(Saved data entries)
--- --- ---

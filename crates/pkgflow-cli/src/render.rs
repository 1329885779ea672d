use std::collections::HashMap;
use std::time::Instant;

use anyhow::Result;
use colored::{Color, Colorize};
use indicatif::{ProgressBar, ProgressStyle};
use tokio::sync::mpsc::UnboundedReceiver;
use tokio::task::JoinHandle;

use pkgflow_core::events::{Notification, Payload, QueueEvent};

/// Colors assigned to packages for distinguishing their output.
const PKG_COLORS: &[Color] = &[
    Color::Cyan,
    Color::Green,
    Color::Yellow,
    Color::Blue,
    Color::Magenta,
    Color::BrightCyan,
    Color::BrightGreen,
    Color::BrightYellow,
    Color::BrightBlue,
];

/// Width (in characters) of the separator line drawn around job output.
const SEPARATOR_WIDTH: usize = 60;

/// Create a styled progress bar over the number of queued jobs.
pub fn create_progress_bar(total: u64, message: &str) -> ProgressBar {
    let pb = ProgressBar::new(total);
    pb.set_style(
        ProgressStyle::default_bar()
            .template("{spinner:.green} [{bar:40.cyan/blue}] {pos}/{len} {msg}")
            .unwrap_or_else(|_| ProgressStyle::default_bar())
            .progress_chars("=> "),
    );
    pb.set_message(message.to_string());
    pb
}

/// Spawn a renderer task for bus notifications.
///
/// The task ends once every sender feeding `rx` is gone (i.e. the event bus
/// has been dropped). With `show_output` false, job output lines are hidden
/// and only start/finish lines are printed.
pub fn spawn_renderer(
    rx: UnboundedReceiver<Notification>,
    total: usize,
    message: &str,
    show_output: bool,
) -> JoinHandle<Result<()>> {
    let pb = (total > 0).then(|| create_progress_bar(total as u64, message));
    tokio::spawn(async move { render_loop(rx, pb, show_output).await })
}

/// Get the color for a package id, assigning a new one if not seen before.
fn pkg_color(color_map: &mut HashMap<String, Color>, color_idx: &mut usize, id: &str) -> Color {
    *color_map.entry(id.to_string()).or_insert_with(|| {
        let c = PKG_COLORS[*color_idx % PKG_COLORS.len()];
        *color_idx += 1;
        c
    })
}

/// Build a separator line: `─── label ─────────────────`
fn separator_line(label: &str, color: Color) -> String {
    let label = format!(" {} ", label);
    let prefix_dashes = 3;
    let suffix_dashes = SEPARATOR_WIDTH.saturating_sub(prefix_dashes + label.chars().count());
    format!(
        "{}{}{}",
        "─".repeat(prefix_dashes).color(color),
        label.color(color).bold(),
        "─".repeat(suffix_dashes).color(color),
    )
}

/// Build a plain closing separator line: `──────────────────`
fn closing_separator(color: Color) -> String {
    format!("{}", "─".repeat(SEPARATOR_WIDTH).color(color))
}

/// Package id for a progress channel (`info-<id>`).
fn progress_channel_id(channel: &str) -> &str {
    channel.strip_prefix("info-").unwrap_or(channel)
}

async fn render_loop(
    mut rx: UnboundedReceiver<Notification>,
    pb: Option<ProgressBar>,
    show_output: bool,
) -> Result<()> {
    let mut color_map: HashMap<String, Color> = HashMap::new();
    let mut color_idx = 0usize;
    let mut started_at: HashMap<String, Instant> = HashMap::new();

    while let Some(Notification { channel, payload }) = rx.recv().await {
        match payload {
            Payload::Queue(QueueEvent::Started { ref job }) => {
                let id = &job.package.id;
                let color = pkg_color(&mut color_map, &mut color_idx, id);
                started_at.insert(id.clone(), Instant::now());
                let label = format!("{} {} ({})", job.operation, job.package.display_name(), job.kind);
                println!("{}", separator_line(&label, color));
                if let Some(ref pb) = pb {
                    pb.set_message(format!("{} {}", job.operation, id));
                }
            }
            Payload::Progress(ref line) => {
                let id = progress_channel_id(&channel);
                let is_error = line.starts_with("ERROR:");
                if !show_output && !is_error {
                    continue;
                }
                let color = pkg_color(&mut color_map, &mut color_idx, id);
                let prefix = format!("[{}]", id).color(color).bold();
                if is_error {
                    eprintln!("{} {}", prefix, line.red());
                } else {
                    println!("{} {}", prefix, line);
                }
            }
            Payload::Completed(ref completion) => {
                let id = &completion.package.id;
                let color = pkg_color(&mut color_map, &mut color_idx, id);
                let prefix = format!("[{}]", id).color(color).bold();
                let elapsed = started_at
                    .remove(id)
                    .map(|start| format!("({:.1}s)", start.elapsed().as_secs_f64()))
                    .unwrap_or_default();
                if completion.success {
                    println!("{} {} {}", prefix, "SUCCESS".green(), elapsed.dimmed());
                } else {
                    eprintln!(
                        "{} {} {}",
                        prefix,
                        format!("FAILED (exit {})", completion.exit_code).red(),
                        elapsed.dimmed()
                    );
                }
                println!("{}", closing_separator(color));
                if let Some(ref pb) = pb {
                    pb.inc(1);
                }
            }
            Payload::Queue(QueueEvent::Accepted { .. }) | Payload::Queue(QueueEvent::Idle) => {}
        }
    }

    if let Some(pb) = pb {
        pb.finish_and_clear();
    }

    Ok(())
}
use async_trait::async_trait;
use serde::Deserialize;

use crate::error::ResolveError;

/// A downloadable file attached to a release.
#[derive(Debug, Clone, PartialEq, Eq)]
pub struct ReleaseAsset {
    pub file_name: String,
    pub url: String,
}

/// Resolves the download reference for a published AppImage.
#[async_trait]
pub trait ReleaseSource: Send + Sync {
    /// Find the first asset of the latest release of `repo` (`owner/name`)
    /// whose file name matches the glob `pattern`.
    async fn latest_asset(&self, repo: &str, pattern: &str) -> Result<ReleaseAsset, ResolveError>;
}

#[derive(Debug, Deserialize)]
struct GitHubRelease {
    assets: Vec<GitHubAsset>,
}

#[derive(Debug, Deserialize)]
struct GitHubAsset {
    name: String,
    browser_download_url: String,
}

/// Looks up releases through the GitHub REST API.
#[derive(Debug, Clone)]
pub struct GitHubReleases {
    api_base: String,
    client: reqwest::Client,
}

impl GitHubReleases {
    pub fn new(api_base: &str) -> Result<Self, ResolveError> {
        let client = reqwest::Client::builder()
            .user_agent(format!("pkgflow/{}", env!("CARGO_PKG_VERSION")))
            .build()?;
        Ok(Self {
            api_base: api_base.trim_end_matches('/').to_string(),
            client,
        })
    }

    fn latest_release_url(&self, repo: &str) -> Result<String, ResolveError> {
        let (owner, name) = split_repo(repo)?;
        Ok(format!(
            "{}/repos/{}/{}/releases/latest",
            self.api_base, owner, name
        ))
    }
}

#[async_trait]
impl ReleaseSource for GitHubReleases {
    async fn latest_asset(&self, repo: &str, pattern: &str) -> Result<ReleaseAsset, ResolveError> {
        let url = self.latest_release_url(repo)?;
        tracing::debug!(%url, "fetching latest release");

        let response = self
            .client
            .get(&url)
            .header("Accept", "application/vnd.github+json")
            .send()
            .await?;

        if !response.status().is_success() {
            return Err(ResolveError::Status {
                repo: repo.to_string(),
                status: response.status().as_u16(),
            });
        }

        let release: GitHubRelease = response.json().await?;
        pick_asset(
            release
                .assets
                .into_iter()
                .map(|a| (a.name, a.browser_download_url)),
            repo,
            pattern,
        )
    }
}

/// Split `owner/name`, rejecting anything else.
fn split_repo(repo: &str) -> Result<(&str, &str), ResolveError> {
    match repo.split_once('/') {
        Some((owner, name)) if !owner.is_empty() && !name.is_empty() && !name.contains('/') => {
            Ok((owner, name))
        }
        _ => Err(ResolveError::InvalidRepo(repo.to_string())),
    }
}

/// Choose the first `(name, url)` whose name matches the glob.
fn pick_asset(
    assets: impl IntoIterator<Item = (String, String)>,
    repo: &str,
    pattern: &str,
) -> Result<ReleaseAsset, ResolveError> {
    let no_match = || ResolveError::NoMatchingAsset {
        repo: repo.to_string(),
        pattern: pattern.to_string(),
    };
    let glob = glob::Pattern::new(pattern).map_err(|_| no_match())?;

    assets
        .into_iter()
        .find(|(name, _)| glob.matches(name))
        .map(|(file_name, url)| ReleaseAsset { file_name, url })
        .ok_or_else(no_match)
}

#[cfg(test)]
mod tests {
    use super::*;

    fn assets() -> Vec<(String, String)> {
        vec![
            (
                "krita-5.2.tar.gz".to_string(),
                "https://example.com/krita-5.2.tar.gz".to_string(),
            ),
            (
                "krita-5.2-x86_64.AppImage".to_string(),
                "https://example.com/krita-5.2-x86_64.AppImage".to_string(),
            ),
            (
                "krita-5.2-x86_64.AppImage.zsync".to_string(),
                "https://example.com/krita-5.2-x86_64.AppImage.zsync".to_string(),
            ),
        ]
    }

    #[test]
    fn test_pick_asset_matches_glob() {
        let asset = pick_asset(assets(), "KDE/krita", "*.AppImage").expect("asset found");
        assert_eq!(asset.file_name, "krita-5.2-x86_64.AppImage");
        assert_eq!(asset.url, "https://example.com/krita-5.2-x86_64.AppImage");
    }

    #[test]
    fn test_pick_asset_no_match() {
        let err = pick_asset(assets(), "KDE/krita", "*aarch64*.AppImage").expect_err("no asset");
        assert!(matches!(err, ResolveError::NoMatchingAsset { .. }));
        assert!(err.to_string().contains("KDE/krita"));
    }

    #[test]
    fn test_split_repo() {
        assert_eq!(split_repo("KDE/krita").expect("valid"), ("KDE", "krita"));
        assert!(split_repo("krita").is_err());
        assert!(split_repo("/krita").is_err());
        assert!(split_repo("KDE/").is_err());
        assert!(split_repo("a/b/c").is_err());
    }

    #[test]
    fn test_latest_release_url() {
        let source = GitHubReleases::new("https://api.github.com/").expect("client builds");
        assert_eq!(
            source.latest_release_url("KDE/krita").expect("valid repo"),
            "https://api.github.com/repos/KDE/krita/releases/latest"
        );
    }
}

--- --- ---

_What is required:_
In the data above, find the line that contains "the event bus", then reproduce exactly every line from the first line through that line.

_Solution to this exercise:_
filename crates/pkgflow-cli/src/render.rs
repository 1329885779ea672d
use std::collections::HashMap;
use std::time::Instant;

use anyhow::Result;
use colored::{Color, Colorize};
use indicatif::{ProgressBar, ProgressStyle};
use tokio::sync::mpsc::UnboundedReceiver;
use tokio::task::JoinHandle;

use pkgflow_core::events::{Notification, Payload, QueueEvent};

/// Colors assigned to packages for distinguishing their output.
const PKG_COLORS: &[Color] = &[
    Color::Cyan,
    Color::Green,
    Color::Yellow,
    Color::Blue,
    Color::Magenta,
    Color::BrightCyan,
    Color::BrightGreen,
    Color::BrightYellow,
    Color::BrightBlue,
];

/// Width (in characters) of the separator line drawn around job output.
const SEPARATOR_WIDTH: usize = 60;

/// Create a styled progress bar over the number of queued jobs.
pub fn create_progress_bar(total: u64, message: &str) -> ProgressBar {
    let pb = ProgressBar::new(total);
    pb.set_style(
        ProgressStyle::default_bar()
            .template("{spinner:.green} [{bar:40.cyan/blue}] {pos}/{len} {msg}")
            .unwrap_or_else(|_| ProgressStyle::default_bar())
            .progress_chars("=> "),
    );
    pb.set_message(message.to_string());
    pb
}

/// Spawn a renderer task for bus notifications.
///
/// The task ends once every sender feeding `rx` is gone (i.e. the event bus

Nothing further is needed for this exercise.